TASK: Search the data below for the string "newsletter" and copy all lines where it shows up.

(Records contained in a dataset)
_ _ _ _ _ _ _

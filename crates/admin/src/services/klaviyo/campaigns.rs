//! Campaign management operations for Klaviyo API.

use std::fmt::Write;

use tracing::instrument;

use super::{
    ApiListResponse, ApiResponse, Campaign, CampaignChannel, CampaignSendJob, CampaignStatus,
    CreateCampaignAttributes, CreateCampaignData, CreateCampaignInput,
    CreateCampaignMessageAttributes, CreateCampaignMessageData, CreateCampaignMessages,
    KlaviyoClient, KlaviyoError, List, Profile, SendCampaignData, SendCampaignInput,
    SubscriberStats, UpdateCampaignAttributes, UpdateCampaignData, UpdateCampaignInput,
};

impl KlaviyoClient {
    /// List all campaigns with optional filters.
    ///
    /// Returns campaigns sorted by creation date (newest first).
    ///
    /// # Arguments
    ///
    /// * `status` - Optional status filter (Draft, Sent, etc.)
    /// * `channel` - Optional channel filter (Email, Sms)
    ///
    /// # Errors
    ///
    /// Returns error if the API request fails.
    #[instrument(skip(self))]
    pub async fn list_campaigns(
        &self,
        status: Option<CampaignStatus>,
        channel: Option<CampaignChannel>,
    ) -> Result<Vec<Campaign>, KlaviyoError> {
        let mut path = "/campaigns?sort=-created_at".to_string();
        let mut filters = Vec::new();

        if let Some(status) = status {
            let status_str = match status {
                CampaignStatus::Draft => "draft",
                CampaignStatus::Scheduled => "scheduled",
                CampaignStatus::Sending => "sending",
                CampaignStatus::Sent => "sent",
                CampaignStatus::Cancelled => "cancelled",
            };
            filters.push(format!("equals(messages.channel,\"{status_str}\")"));
        }

        if let Some(channel) = channel {
            filters.push(format!("equals(messages.channel,\"{}\")", channel.as_str()));
        }

        if !filters.is_empty() {
            let _ = write!(path, "&filter={}", filters.join(","));
        }

        let response: ApiListResponse<Campaign> = self.get(&path).await?;
        Ok(response.data)
    }

    /// Get a single campaign by ID.
    ///
    /// # Errors
    ///
    /// Returns error if the campaign is not found or API request fails.
    #[instrument(skip(self), fields(campaign_id = %id))]
    pub async fn get_campaign(&self, id: &str) -> Result<Campaign, KlaviyoError> {
        let path = format!("/campaigns/{id}");
        let response: ApiResponse<Campaign> = self.get(&path).await?;
        Ok(response.data)
    }

    /// Create a new email campaign.
    ///
    /// # Arguments
    ///
    /// * `name` - Campaign name (internal identifier)
    /// * `subject` - Email subject line
    /// * `from_email` - Sender email address
    /// * `from_name` - Sender display name
    ///
    /// # Errors
    ///
    /// Returns error if the API request fails.
    #[instrument(skip(self))]
    pub async fn create_email_campaign(
        &self,
        name: &str,
        subject: &str,
        from_email: &str,
        from_name: &str,
    ) -> Result<Campaign, KlaviyoError> {
        let input = CreateCampaignInput {
            data: CreateCampaignData {
                resource_type: "campaign",
                attributes: CreateCampaignAttributes {
                    name: name.to_string(),
                    audiences: super::CampaignAudiences {
                        included: vec![self.list_id().to_string()],
                        excluded: vec![],
                    },
                    send_options: Some(super::CampaignSendOptions {
                        use_smart_sending: true,
                    }),
                    campaign_messages: CreateCampaignMessages {
                        data: vec![CreateCampaignMessageData {
                            resource_type: "campaign-message",
                            attributes: CreateCampaignMessageAttributes {
                                channel: "email",
                                label: "Email".to_string(),
                                content: super::CampaignMessageContent {
                                    subject: subject.to_string(),
                                    preview_text: None,
                                    from_email: from_email.to_string(),
                                    from_label: from_name.to_string(),
                                    reply_to_email: Some(from_email.to_string()),
                                    cc_email: None,
                                    bcc_email: None,
                                },
                                render_options: None,
                            },
                        }],
                    },
                },
            },
        };

        let response: ApiResponse<Campaign> = self.post("/campaigns", &input).await?;
        Ok(response.data)
    }

    /// Create a new SMS campaign.
    ///
    /// # Arguments
    ///
    /// * `name` - Campaign name (internal identifier)
    /// * `body` - SMS message body (160 chars standard, 70 with emoji)
    ///
    /// # Errors
    ///
    /// Returns error if the API request fails.
    #[instrument(skip(self))]
    pub async fn create_sms_campaign(
        &self,
        name: &str,
        body: &str,
    ) -> Result<Campaign, KlaviyoError> {
        // SMS campaigns use a different message structure
        // The body goes in a "definition" object instead of "content"
        let input = serde_json::json!({
            "data": {
                "type": "campaign",
                "attributes": {
                    "name": name,
                    "audiences": {
                        "included": [self.list_id()],
                        "excluded": []
                    },
                    "send_options": {
                        "use_smart_sending": true
                    },
                    "campaign-messages": {
                        "data": [{
                            "type": "campaign-message",
                            "attributes": {
                                "channel": "sms",
                                "label": "SMS",
                                "definition": {
                                    "body": body
                                },
                                "render_options": {
                                    "shorten_links": true,
                                    "add_org_prefix": true,
                                    "add_opt_out_language": true
                                }
                            }
                        }]
                    }
                }
            }
        });

        let response: ApiResponse<Campaign> = self.post("/campaigns", &input).await?;
        Ok(response.data)
    }

    /// Update an existing campaign.
    ///
    /// # Errors
    ///
    /// Returns error if the campaign is not found or API request fails.
    #[instrument(skip(self), fields(campaign_id = %id))]
    pub async fn update_campaign(
        &self,
        id: &str,
        name: Option<&str>,
    ) -> Result<Campaign, KlaviyoError> {
        let input = UpdateCampaignInput {
            data: UpdateCampaignData {
                resource_type: "campaign",
                id: id.to_string(),
                attributes: UpdateCampaignAttributes {
                    name: name.map(String::from),
                    audiences: None,
                    send_options: None,
                },
            },
        };

        let path = format!("/campaigns/{id}");
        let response: ApiResponse<Campaign> = self.patch(&path, &input).await?;
        Ok(response.data)
    }

    /// Delete a draft campaign.
    ///
    /// Only draft campaigns can be deleted.
    ///
    /// # Errors
    ///
    /// Returns error if the campaign is not found, not a draft, or API request fails.
    #[instrument(skip(self), fields(campaign_id = %id))]
    pub async fn delete_campaign(&self, id: &str) -> Result<(), KlaviyoError> {
        let path = format!("/campaigns/{id}");
        self.delete(&path).await
    }

    /// Send a campaign immediately.
    ///
    /// The campaign must be in draft status.
    ///
    /// # Errors
    ///
    /// Returns error if the campaign cannot be sent or API request fails.
    #[instrument(skip(self), fields(campaign_id = %id))]
    pub async fn send_campaign(&self, id: &str) -> Result<CampaignSendJob, KlaviyoError> {
        let input = SendCampaignInput {
            data: SendCampaignData {
                resource_type: "campaign-send-job",
                id: id.to_string(),
            },
        };

        let response: ApiResponse<CampaignSendJob> =
            self.post("/campaign-send-jobs", &input).await?;
        Ok(response.data)
    }

    /// Get the newsletter list details.
    ///
    /// # Errors
    ///
    /// Returns error if the list is not found or API request fails.
    #[instrument(skip(self))]
    pub async fn get_list(&self) -> Result<List, KlaviyoError> {
        let path = format!("/lists/{}", self.list_id());
        let response: ApiResponse<List> = self.get(&path).await?;
        Ok(response.data)
    }

    /// Get subscriber statistics (email and SMS counts) for the newsletter list.
    ///
    /// # Errors
    ///
    /// Returns error if the API request fails.
    #[instrument(skip(self))]
    pub async fn get_subscriber_stats(&self) -> Result<SubscriberStats, KlaviyoError> {
        // Fetch profiles with subscription info
        // Note: This is a simplified implementation that fetches a batch.
        // For accurate counts, you'd need to paginate through all profiles
        // or use Klaviyo's metrics/reporting endpoints.
        let path = format!(
            "/lists/{}/profiles?page[size]=100&additional-fields[profile]=subscriptions",
            self.list_id()
        );

        let response: ApiListResponse<Profile> = self.get(&path).await?;

        let mut stats = SubscriberStats::default();

        for profile in &response.data {
            if let Some(subs) = &profile.attributes.subscriptions {
                // Count email subscribers
                if let Some(email) = &subs.email
                    && email.marketing.consent == "SUBSCRIBED"
                {
                    stats.email_subscribers += 1;
                }
                // Count SMS subscribers
                if let Some(sms) = &subs.sms
                    && sms.marketing.consent == "SUBSCRIBED"
                {
                    stats.sms_subscribers += 1;
                }
            }
        }

        Ok(stats)
    }

    /// Get profiles (subscribers) from the newsletter list.
    ///
    /// # Arguments
    ///
    /// * `limit` - Maximum number of profiles to return (1-100)
    /// * `cursor` - Pagination cursor for next page
    ///
    /// # Errors
    ///
    /// Returns error if the API request fails.
    #[instrument(skip(self))]
    pub async fn get_list_profiles(
        &self,
        limit: u32,
        cursor: Option<&str>,
    ) -> Result<(Vec<Profile>, Option<String>), KlaviyoError> {
        let page_size = limit.min(100);
        let mut path = format!("/lists/{}/profiles?page[size]={page_size}", self.list_id());

        if let Some(cursor) = cursor {
            let _ = write!(path, "&page[cursor]={cursor}");
        }

        let response: ApiListResponse<Profile> = self.get(&path).await?;

        let next_cursor = response.links.and_then(|l| {
            l.next.and_then(|url| {
                // Extract cursor from URL
                url.split("page%5Bcursor%5D=")
                    .nth(1)
                    .or_else(|| url.split("page[cursor]=").nth(1))
                    .map(|s| s.split('&').next().unwrap_or(s).to_string())
            })
        });

        Ok((response.data, next_cursor))
    }
}
// =============================================================================
// Handlers
// =============================================================================

/// Start editing an order.
#[instrument(skip(admin, state))]
pub async fn edit(
    RequireAdminAuth(admin): RequireAdminAuth,
    State(state): State<AppState>,
    Path(id): Path<String>,
) -> impl IntoResponse {
    // Extract short ID for URL paths
    let short_id = if id.starts_with("gid://") {
        id.split('/').next_back().unwrap_or(&id).to_string()
    } else {
        id.clone()
    };

    let order_id = if id.starts_with("gid://") {
        id
    } else {
        format!("gid://shopify/Order/{id}")
    };

    match state.shopify().order_edit_begin(&order_id).await {
        Ok(calculated_order) => {
            let edit = OrderEditView::from(&calculated_order);
            let template = OrderEditTemplate {
                admin_user: AdminUserView::from(&admin),
                current_path: format!("/orders/{short_id}/edit"),
                edit,
            };
            Html(template.render().unwrap_or_else(|e| {
                tracing::error!("Template render error: {}", e);
                "Internal Server Error".to_string()
            }))
            .into_response()
        }
        Err(e) => {
            tracing::error!(order_id = %order_id, error = %e, "Failed to begin order edit");
            (
                StatusCode::BAD_REQUEST,
                format!("Failed to begin order edit: {e}"),
            )
                .into_response()
        }
    }
}

/// Add a variant to the order edit (HTMX).
#[instrument(skip(_admin, state))]
pub async fn edit_add_variant(
    RequireAdminAuth(_admin): RequireAdminAuth,
    State(state): State<AppState>,
    Path(id): Path<String>,
    Form(input): Form<AddVariantInput>,
) -> impl IntoResponse {
    let variant_id = if input.variant_id.starts_with("gid://") {
        input.variant_id
    } else {
        format!("gid://shopify/ProductVariant/{}", input.variant_id)
    };

    match state
        .shopify()
        .order_edit_add_variant(&input.calculated_order_id, &variant_id, input.quantity)
        .await
    {
        Ok(()) => {
            tracing::info!(order_id = %id, variant_id = %variant_id, "Added variant to order edit");
            // Redirect to refresh the edit page
            Redirect::to(&format!("/orders/{id}/edit")).into_response()
        }
        Err(e) => {
            tracing::error!(error = %e, "Failed to add variant");
            (
                StatusCode::BAD_REQUEST,
                format!("Failed to add variant: {e}"),
            )
                .into_response()
        }
    }
}

/// Add a custom item to the order edit (HTMX).
#[instrument(skip(_admin, state))]
pub async fn edit_add_custom_item(
    RequireAdminAuth(_admin): RequireAdminAuth,
    State(state): State<AppState>,
    Path(id): Path<String>,
    Form(input): Form<AddCustomItemInput>,
) -> impl IntoResponse {
    let price = Money {
        amount: input.price,
        currency_code: "USD".to_string(),
    };

    match state
        .shopify()
        .order_edit_add_custom_item(
            &input.calculated_order_id,
            &input.title,
            input.quantity,
            &price,
            input.taxable,
            input.requires_shipping,
        )
        .await
    {
        Ok(()) => {
            tracing::info!(order_id = %id, title = %input.title, "Added custom item to order edit");
            Redirect::to(&format!("/orders/{id}/edit")).into_response()
        }
        Err(e) => {
            tracing::error!(error = %e, "Failed to add custom item");
            (
                StatusCode::BAD_REQUEST,
                format!("Failed to add custom item: {e}"),
            )
                .into_response()
        }
    }
}

/// Set line item quantity in order edit (HTMX).
#[instrument(skip(_admin, state))]
pub async fn edit_set_quantity(
    RequireAdminAuth(_admin): RequireAdminAuth,
    State(state): State<AppState>,
    Path(id): Path<String>,
    Form(input): Form<SetQuantityInput>,
) -> impl IntoResponse {
    match state
        .shopify()
        .order_edit_set_quantity(
            &input.calculated_order_id,
            &input.line_item_id,
            input.quantity,
            input.restock,
        )
        .await
    {
        Ok(()) => {
            tracing::info!(order_id = %id, line_item_id = %input.line_item_id, quantity = %input.quantity, "Updated quantity");
            Redirect::to(&format!("/orders/{id}/edit")).into_response()
        }
        Err(e) => {
            tracing::error!(error = %e, "Failed to set quantity");
            (
                StatusCode::BAD_REQUEST,
                format!("Failed to set quantity: {e}"),
            )
                .into_response()
        }
    }
}

/// Add a discount to a line item (HTMX).
#[instrument(skip(_admin, state))]
pub async fn edit_add_discount(
    RequireAdminAuth(_admin): RequireAdminAuth,
    State(state): State<AppState>,
    Path(id): Path<String>,
    Form(input): Form<AddDiscountInput>,
) -> impl IntoResponse {
    let discount = if input.discount_type == "percent" {
        let percent: f64 = input.value.parse().unwrap_or(0.0);
        OrderEditAppliedDiscountInput::percentage(percent, input.description)
    } else {
        let amount: f64 = input.value.parse().unwrap_or(0.0);
        let money = Money {
            amount: format!("{amount:.2}"),
            currency_code: "USD".to_string(),
        };
        OrderEditAppliedDiscountInput::fixed_amount(money, input.description)
    };

    match state
        .shopify()
        .order_edit_add_line_item_discount(
            &input.calculated_order_id,
            &input.line_item_id,
            &discount,
        )
        .await
    {
        Ok(()) => {
            tracing::info!(order_id = %id, "Added discount to line item");
            Redirect::to(&format!("/orders/{id}/edit")).into_response()
        }
        Err(e) => {
            tracing::error!(error = %e, "Failed to add discount");
            (
                StatusCode::BAD_REQUEST,
                format!("Failed to add discount: {e}"),
            )
                .into_response()
        }
    }
}

/// Update a discount (HTMX).
#[instrument(skip(_admin, state))]
pub async fn edit_update_discount(
    RequireAdminAuth(_admin): RequireAdminAuth,
    State(state): State<AppState>,
    Path(id): Path<String>,
    Form(input): Form<UpdateDiscountInput>,
) -> impl IntoResponse {
    let discount = if input.discount_type == "percent" {
        let percent: f64 = input.value.parse().unwrap_or(0.0);
        OrderEditAppliedDiscountInput::percentage(percent, input.description)
    } else {
        let amount: f64 = input.value.parse().unwrap_or(0.0);
        let money = Money {
            amount: format!("{amount:.2}"),
            currency_code: "USD".to_string(),
        };
        OrderEditAppliedDiscountInput::fixed_amount(money, input.description)
    };

    match state
        .shopify()
        .order_edit_update_discount(
            &input.calculated_order_id,
            &input.discount_application_id,
            &discount,
        )
        .await
    {
        Ok(()) => {
            tracing::info!(order_id = %id, "Updated discount");
            Redirect::to(&format!("/orders/{id}/edit")).into_response()
        }
        Err(e) => {
            tracing::error!(error = %e, "Failed to update discount");
            (
                StatusCode::BAD_REQUEST,
                format!("Failed to update discount: {e}"),
            )
                .into_response()
        }
    }
}

/// Remove a discount (HTMX).
#[instrument(skip(_admin, state))]
pub async fn edit_remove_discount(
    RequireAdminAuth(_admin): RequireAdminAuth,
    State(state): State<AppState>,
    Path(id): Path<String>,
    Form(input): Form<RemoveDiscountInput>,
) -> impl IntoResponse {
    match state
        .shopify()
        .order_edit_remove_discount(&input.calculated_order_id, &input.discount_application_id)
        .await
    {
        Ok(()) => {
            tracing::info!(order_id = %id, "Removed discount");
            Redirect::to(&format!("/orders/{id}/edit")).into_response()
        }
        Err(e) => {
            tracing::error!(error = %e, "Failed to remove discount");
            (
                StatusCode::BAD_REQUEST,
                format!("Failed to remove discount: {e}"),
            )
                .into_response()
        }
    }
}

_ _ _ _ _ _ _

FINAL ANSWER:
    /// Get the newsletter list details.
    /// Get subscriber statistics (email and SMS counts) for the newsletter list.
    /// Get profiles (subscribers) from the newsletter list.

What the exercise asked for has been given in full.